Background: This study aimed to assess the quality and readability of large language model-generated responses to frequently asked questions (FAQs) about Kienböck's disease (KD).

Methods: Nineteen FAQs about KD were selected, and the questions were divided into three categories: general knowledge, diagnosis, and treatment. The questions were inputted into the Chat Generative Pre-trained Transformer 4 (ChatGPT4) webpage using the zero-shot prompting method, and the responses were recorded. Hand surgeons with at least 5 years of experience and advanced English proficiency were individually contacted over instant WhatsApp messaging and requested to assess the responses. The quality of each response was analyzed by 33 experienced hand surgeons using the Global Quality Scale (GQS). The readability was assessed with the Flesch-Kincaid Grade Level (FKGL) and Flesch Reading Ease Score (FRES).

Results: The mean GQS score was 4.28 out of a maximum of 5 points. Most raters assessed the quality as good (270 of 627 responses; 43.1%) or excellent (260 of 627 responses; 41.5%). The mean FKGL was 15.5, and the mean FRES was 23.4, both of which are considered above the college graduate level. No statistically significant differences were found in the quality and readability of responses provided for questions related to general knowledge, diagnosis, and treatment.

Conclusions: ChatGPT-4 provided high-quality responses to FAQs about KD. However, the primary drawback was the poor readability of these responses. By improving the readability of ChatGPT's output, we can transform it into a valuable information resource for individuals with KD.

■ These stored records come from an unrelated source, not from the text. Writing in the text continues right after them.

//! Lifecycle state shared between the server manager and its callers.

use std::fmt;
use std::net::SocketAddr;
use std::panic::{AssertUnwindSafe, catch_unwind};
use std::path::PathBuf;
use std::sync::Arc;
use std::sync::atomic::{AtomicBool, Ordering};

/// Server lifecycle phase.
///
/// `Stopped → Starting → Running → Stopping → Stopped`, plus
/// `Running → Stopped` when the background server dies on its own.
#[derive(Debug, Clone, Copy, PartialEq, Eq, Default)]
pub enum Phase {
    #[default]
    Stopped,
    Starting,
    Running,
    Stopping,
}

impl fmt::Display for Phase {
    fn fmt(&self, f: &mut fmt::Formatter<'_>) -> fmt::Result {
        let name = match self {
            Phase::Stopped => "stopped",
            Phase::Starting => "starting",
            Phase::Running => "running",
            Phase::Stopping => "stopping",
        };
        f.write_str(name)
    }
}

/// Point-in-time view of a server manager.
#[derive(Debug, Clone, PartialEq, Eq)]
pub struct ServerStatus {
    pub phase: Phase,
    /// Bound address while running
    pub addr: Option<SocketAddr>,
    /// Directory being served while running
    pub root: Option<PathBuf>,
}

impl ServerStatus {
    pub fn is_running(&self) -> bool {
        self.phase == Phase::Running
    }

    pub fn url(&self) -> Option<String> {
        self.addr.map(|addr| format!("http://{}/", addr))
    }
}

/// How `stop` ended.
#[derive(Debug, Clone, Copy, PartialEq, Eq)]
pub enum StopOutcome {
    /// No session was active
    NotRunning,
    /// The server shut down within the grace period
    Clean,
    /// The grace period ran out and the server task was aborted
    Forced,
}

type SinkFn = dyn Fn(&str) + Send + Sync;

/// Destination for human-readable lifecycle messages.
///
/// A panicking sink is contained: the panic is swallowed and logged. The sink
/// can be muted during teardown.
#[derive(Clone)]
pub struct LogSink {
    sink: Option<Arc<SinkFn>>,
    muted: Arc<AtomicBool>,
}

impl LogSink {
    pub fn new(sink: impl Fn(&str) + Send + Sync + 'static) -> Self {
        Self {
            sink: Some(Arc::new(sink)),
            muted: Arc::new(AtomicBool::new(false)),
        }
    }

    /// A sink that drops every message.
    pub fn discard() -> Self {
        Self {
            sink: None,
            muted: Arc::new(AtomicBool::new(false)),
        }
    }

    pub fn emit(&self, message: &str) {
        if self.muted.load(Ordering::Acquire) {
            return;
        }
        let Some(sink) = &self.sink else {
            return;
        };
        if catch_unwind(AssertUnwindSafe(|| sink(message))).is_err() {
            tracing::debug!(message, "log sink panicked; message dropped");
        }
    }

    /// Mute until the returned guard is dropped. Returns whether the sink was
    /// already muted, so nested mutes restore correctly.
    pub fn mute(&self) -> MuteGuard {
        let was_muted = self.muted.swap(true, Ordering::AcqRel);
        MuteGuard {
            muted: Arc::clone(&self.muted),
            restore: was_muted,
        }
    }

    pub fn is_muted(&self) -> bool {
        self.muted.load(Ordering::Acquire)
    }
}

impl Default for LogSink {
    fn default() -> Self {
        Self::discard()
    }
}

impl fmt::Debug for LogSink {
    fn fmt(&self, f: &mut fmt::Formatter<'_>) -> fmt::Result {
        f.debug_struct("LogSink")
            .field("attached", &self.sink.is_some())
            .field("muted", &self.is_muted())
            .finish()
    }
}

/// Restores the sink's previous mute state on drop.
pub struct MuteGuard {
    muted: Arc<AtomicBool>,
    restore: bool,
}

impl Drop for MuteGuard {
    fn drop(&mut self) {
        self.muted.store(self.restore, Ordering::Release);
    }
}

Level of evidence: Level IV, Observational study.

查看原文本刊更多论文

针对有关基恩博克病的常见问题，由大型语言模型生成的回答具有较高的准确性，但可读性有限。

背景：本研究旨在评估由大型语言模型生成的有关基恩博克病（KD）常见问题（FAQs）的回答质量和可读性：本研究旨在评估大语言模型生成的有关基恩博克病（KD）的常见问题（FAQs）回答的质量和可读性：选择了 19 个有关 KD 的常见问题，并将问题分为三类：常识、诊断和治疗。使用零点提示法将问题输入到 Chat Generative Pre-trained Transformer 4（ChatGPT4）网页中，并记录回答情况。我们通过即时 WhatsApp 消息单独联系了至少有 5 年经验且英语水平较高的手外科医生，并要求他们对回答进行评估。33 名经验丰富的手外科医生使用全球质量量表 (GQS) 分析了每个回答的质量。可读性采用弗莱什-金凯德等级评分（FKGL）和弗莱什阅读容易程度评分（FRES）进行评估：结果：GQS 平均分为 4.28 分（满分 5 分）。大多数评分者认为质量良好（627 份答卷中的 270 份；43.1%）或优秀（627 份答卷中的 260 份；41.5%）。FKGL 平均值为 15.5，FRES 平均值为 23.4，均高于大学毕业生水平。在常识、诊断和治疗相关问题的回答质量和可读性方面，没有发现明显的统计学差异：结论：ChatGPT-4 为有关 KD 的常见问题提供了高质量的回答。结论：ChatGPT-4 提供了高质量的 KD 常见问题回复，但其主要缺点是回复的可读性较差。通过提高 ChatGPT 输出的可读性，我们可以将其转化为对 KD 患者有价值的信息资源：证据等级：IV 级，观察性研究。

本文章由计算机程序翻译，如有差异，请以英文原文为准。

求助全文

约1分钟内获得全文求助全文

来源期刊

BMC Musculoskeletal Disorders 医学-风湿病学

CiteScore

3.80

自引率

8.70%

发文量

1017

审稿时长

3-6 weeks

期刊介绍： BMC Musculoskeletal Disorders is an open access, peer-reviewed journal that considers articles on all aspects of the prevention, diagnosis and management of musculoskeletal disorders, as well as related molecular genetics, pathophysiology, and epidemiology. The scope of the Journal covers research into rheumatic diseases where the primary focus relates specifically to a component(s) of the musculoskeletal system.